MATERIAL FOR THE TASK:
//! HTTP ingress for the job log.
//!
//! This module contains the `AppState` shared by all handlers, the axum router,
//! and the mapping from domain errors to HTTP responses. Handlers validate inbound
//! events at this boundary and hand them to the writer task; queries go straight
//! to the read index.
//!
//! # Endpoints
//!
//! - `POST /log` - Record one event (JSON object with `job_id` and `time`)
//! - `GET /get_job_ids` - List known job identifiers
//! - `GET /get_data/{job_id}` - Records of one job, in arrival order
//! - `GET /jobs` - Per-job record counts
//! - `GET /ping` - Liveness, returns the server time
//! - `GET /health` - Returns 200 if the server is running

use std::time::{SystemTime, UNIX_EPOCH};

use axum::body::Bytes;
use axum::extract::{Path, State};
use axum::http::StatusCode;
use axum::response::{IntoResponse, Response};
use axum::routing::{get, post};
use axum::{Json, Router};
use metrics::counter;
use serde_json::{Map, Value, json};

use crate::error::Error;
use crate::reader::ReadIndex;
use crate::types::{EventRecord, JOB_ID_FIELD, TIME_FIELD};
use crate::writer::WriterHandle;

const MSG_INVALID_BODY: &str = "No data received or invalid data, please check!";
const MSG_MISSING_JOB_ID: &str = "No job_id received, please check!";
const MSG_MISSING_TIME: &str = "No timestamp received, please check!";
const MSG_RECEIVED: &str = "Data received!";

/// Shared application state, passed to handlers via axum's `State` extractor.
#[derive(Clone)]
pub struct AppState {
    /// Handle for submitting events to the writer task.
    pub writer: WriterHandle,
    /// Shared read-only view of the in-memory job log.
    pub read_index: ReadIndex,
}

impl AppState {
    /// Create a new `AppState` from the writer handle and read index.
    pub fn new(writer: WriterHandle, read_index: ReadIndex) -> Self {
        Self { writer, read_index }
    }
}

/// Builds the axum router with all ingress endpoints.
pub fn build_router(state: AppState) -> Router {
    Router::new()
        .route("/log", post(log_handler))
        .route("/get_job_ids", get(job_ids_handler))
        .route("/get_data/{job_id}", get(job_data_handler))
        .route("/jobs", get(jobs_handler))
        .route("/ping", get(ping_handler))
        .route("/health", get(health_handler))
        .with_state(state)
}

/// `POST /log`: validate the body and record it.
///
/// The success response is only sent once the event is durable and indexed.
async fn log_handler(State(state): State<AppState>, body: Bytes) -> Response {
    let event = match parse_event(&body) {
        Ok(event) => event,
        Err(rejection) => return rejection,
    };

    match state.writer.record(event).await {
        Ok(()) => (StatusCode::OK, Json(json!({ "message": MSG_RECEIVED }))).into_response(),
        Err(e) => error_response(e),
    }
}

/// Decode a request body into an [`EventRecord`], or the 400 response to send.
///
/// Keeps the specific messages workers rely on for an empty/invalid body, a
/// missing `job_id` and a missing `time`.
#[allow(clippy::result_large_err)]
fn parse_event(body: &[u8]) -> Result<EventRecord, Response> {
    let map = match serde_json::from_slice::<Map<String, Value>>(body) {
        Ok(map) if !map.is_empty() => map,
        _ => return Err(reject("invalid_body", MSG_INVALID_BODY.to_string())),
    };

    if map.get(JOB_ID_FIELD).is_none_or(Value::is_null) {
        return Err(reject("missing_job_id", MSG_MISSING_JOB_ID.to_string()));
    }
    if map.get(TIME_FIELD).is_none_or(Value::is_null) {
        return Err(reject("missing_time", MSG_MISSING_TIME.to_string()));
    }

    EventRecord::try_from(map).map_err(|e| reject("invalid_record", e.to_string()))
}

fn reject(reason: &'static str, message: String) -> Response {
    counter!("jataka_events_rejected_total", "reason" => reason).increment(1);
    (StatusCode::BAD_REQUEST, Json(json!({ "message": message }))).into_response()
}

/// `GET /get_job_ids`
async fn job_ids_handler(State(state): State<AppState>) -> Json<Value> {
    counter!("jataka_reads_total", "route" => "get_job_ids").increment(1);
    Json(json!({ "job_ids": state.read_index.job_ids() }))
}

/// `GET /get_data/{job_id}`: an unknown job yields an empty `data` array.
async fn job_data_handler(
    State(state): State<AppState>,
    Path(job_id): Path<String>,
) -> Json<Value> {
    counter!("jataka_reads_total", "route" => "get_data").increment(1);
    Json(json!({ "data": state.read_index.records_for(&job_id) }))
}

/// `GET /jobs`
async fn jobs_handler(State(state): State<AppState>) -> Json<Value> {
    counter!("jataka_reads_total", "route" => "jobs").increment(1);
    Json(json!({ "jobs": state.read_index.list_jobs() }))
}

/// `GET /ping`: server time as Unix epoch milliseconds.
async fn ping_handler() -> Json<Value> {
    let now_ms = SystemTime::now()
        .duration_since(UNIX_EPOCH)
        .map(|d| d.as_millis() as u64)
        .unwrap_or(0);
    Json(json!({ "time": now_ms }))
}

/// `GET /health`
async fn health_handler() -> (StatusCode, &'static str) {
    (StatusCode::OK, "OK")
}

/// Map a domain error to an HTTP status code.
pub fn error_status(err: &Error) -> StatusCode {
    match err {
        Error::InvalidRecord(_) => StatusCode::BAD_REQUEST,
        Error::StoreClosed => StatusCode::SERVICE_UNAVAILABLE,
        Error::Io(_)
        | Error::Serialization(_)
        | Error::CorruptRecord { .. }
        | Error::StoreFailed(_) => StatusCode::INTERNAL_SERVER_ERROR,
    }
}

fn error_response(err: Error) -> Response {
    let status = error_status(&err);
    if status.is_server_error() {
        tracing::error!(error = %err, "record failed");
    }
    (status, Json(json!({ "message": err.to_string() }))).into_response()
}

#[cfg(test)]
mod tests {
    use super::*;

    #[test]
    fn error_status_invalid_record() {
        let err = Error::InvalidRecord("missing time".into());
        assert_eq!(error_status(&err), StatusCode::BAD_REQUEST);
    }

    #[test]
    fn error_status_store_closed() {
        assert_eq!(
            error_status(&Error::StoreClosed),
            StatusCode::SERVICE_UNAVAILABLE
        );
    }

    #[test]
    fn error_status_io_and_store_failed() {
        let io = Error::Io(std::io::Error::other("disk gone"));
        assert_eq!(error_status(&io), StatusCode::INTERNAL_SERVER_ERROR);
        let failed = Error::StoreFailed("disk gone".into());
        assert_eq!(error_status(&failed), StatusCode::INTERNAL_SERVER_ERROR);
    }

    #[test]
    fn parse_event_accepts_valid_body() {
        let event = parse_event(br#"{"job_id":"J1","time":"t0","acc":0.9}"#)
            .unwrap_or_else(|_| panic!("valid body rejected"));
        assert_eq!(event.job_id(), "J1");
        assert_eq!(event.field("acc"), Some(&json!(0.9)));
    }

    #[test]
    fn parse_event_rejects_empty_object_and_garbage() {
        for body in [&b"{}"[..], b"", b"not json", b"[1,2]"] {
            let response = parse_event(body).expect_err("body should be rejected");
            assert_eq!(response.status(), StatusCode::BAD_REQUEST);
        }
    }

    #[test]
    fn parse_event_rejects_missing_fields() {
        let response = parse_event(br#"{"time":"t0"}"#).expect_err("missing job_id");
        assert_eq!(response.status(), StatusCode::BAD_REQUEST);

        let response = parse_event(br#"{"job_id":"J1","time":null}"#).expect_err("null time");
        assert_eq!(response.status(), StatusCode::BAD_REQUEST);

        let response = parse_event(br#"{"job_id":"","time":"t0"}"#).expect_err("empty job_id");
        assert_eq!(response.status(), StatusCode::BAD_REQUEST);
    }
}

==

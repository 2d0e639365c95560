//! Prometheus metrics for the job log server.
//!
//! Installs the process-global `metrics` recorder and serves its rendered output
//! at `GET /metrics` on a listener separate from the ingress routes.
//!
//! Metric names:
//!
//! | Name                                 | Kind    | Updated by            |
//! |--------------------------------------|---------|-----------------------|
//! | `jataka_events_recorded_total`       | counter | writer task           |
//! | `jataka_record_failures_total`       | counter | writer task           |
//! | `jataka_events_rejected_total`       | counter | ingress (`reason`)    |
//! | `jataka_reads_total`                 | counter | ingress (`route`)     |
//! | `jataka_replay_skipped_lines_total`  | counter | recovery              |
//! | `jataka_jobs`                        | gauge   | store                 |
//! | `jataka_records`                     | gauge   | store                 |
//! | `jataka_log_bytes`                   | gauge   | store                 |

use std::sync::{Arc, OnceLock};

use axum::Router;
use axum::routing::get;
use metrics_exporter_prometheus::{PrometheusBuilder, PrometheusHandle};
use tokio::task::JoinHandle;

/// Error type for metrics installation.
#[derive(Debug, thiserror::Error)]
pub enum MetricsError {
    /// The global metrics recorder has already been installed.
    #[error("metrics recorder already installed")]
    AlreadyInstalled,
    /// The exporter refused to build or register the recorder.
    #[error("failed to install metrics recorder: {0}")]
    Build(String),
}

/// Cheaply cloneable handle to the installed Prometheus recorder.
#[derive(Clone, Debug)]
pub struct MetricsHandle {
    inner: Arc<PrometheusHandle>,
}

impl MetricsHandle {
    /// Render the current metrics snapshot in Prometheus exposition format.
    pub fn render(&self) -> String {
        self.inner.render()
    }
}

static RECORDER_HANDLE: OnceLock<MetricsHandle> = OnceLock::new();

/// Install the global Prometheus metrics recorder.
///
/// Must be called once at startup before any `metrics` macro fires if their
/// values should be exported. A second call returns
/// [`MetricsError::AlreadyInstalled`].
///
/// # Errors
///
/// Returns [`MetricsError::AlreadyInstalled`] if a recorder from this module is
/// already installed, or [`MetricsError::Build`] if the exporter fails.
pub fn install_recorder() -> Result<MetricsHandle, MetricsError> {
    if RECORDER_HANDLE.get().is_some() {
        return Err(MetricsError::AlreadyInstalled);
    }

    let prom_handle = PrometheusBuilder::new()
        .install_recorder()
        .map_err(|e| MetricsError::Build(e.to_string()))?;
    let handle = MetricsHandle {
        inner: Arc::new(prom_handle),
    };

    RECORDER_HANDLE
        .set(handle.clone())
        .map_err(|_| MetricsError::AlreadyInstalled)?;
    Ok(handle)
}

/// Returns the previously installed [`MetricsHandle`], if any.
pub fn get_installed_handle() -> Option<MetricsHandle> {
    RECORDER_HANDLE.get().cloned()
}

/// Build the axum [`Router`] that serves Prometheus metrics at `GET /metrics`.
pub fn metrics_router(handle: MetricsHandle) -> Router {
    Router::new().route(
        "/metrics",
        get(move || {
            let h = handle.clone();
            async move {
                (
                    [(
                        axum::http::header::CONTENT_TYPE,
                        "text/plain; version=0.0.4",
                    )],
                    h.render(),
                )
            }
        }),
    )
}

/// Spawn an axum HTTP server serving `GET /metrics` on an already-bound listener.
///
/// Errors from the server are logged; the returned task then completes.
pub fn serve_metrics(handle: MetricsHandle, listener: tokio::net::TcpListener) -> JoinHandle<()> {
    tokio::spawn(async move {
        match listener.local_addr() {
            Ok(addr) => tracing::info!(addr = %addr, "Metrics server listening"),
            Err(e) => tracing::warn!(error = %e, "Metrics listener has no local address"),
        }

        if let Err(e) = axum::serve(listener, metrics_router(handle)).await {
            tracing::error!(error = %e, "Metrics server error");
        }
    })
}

EXERCISE INSTRUCTIONS: The required output is every line above that contains the string "crate".

ANSWER BELOW:
use crate::error::Error;
use crate::reader::ReadIndex;
use crate::types::{EventRecord, JOB_ID_FIELD, TIME_FIELD};
use crate::writer::WriterHandle;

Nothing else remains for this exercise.